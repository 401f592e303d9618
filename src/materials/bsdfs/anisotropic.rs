use super::{cos_theta, microfacet::MicrofacetDistribution, same_hemisphere, spherical_direction};
use crate::math::{Point2, Vec3};

// Anisotropic exponential lobe after Ashikhmin and Shirley, with separate
// exponents along the tangent and bitangent.

const INV_2_PI: f32 = 0.5 * std::f32::consts::FRAC_1_PI;
const MAX_EXPONENT: f32 = 10000.0;

#[derive(Copy, Clone)]
pub struct AnisotropicDistribution {
    ex: f32,
    ey: f32,
}

impl AnisotropicDistribution {
    /// Creates a new `AnisotropicDistribution` with exponents along the
    /// tangent and bitangent. Exponents are clamped to a sane range.
    pub fn new(ex: f32, ey: f32) -> Self {
        let clamp = |e: f32| if e.is_nan() { 1.0 } else { e.clamp(0.0, MAX_EXPONENT) };
        Self {
            ex: clamp(ex),
            ey: clamp(ey),
        }
    }

    fn exponent(&self, wh: Vec3<f32>) -> f32 {
        let cos_2_theta = cos_theta(wh) * cos_theta(wh);
        let sin_2_theta = 1.0 - cos_2_theta;
        if sin_2_theta <= 0.0 {
            return 0.0;
        }
        (self.ex * wh.x * wh.x + self.ey * wh.y * wh.y) / sin_2_theta
    }

    fn sample_first_quadrant(&self, u: Point2<f32>) -> (f32, f32) {
        let phi = if (self.ex - self.ey).abs() < f32::EPSILON {
            std::f32::consts::PI * u.x * 0.5
        } else {
            (((self.ex + 1.0) / (self.ey + 1.0)).sqrt()
                * (std::f32::consts::PI * u.x * 0.5).tan())
            .atan()
        };
        let cos_phi = phi.cos();
        let sin_phi = phi.sin();
        let e = self.ex * cos_phi * cos_phi + self.ey * sin_phi * sin_phi;
        let cos_theta = u.y.powf(1.0 / (e + 1.0));
        (phi, cos_theta)
    }
}

impl MicrofacetDistribution for AnisotropicDistribution {
    fn d(&self, wh: Vec3<f32>) -> f32 {
        let cos_theta_h = cos_theta(wh).abs();
        ((self.ex + 2.0) * (self.ey + 2.0)).sqrt() * INV_2_PI * cos_theta_h.powf(self.exponent(wh))
    }

    fn sample_wh(&self, wo: Vec3<f32>, u: Point2<f32>) -> Vec3<f32> {
        // Sample one quadrant of the hemisphere and mirror into the one the
        // remapped sample came from
        let (phi, cos_theta) = if u.x < 0.25 {
            let u = Point2::new(4.0 * u.x, u.y);
            self.sample_first_quadrant(u)
        } else if u.x < 0.5 {
            let u = Point2::new(4.0 * (0.5 - u.x), u.y);
            let (phi, cos_theta) = self.sample_first_quadrant(u);
            (std::f32::consts::PI - phi, cos_theta)
        } else if u.x < 0.75 {
            let u = Point2::new(4.0 * (u.x - 0.5), u.y);
            let (phi, cos_theta) = self.sample_first_quadrant(u);
            (std::f32::consts::PI + phi, cos_theta)
        } else {
            let u = Point2::new(4.0 * (1.0 - u.x), u.y);
            let (phi, cos_theta) = self.sample_first_quadrant(u);
            (2.0 * std::f32::consts::PI - phi, cos_theta)
        };

        let sin_theta = (1.0 - cos_theta * cos_theta).max(0.0).sqrt();
        let wh = spherical_direction(sin_theta, cos_theta, phi);
        if same_hemisphere(wo, wh) {
            wh
        } else {
            -wh
        }
    }

    fn pdf(&self, wo: Vec3<f32>, wh: Vec3<f32>) -> f32 {
        if wo.dot(wh) <= 0.0 {
            return 0.0;
        }
        let cos_theta_h = cos_theta(wh).abs();
        ((self.ex + 1.0) * (self.ey + 1.0)).sqrt() * INV_2_PI * cos_theta_h.powf(self.exponent(wh))
    }
}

--

> **Task prompt**: Wherever the word "with" appears in the entries above, copy that line.

> **Task answer**:
// Anisotropic exponential lobe after Ashikhmin and Shirley, with separate
    /// Creates a new `AnisotropicDistribution` with exponents along the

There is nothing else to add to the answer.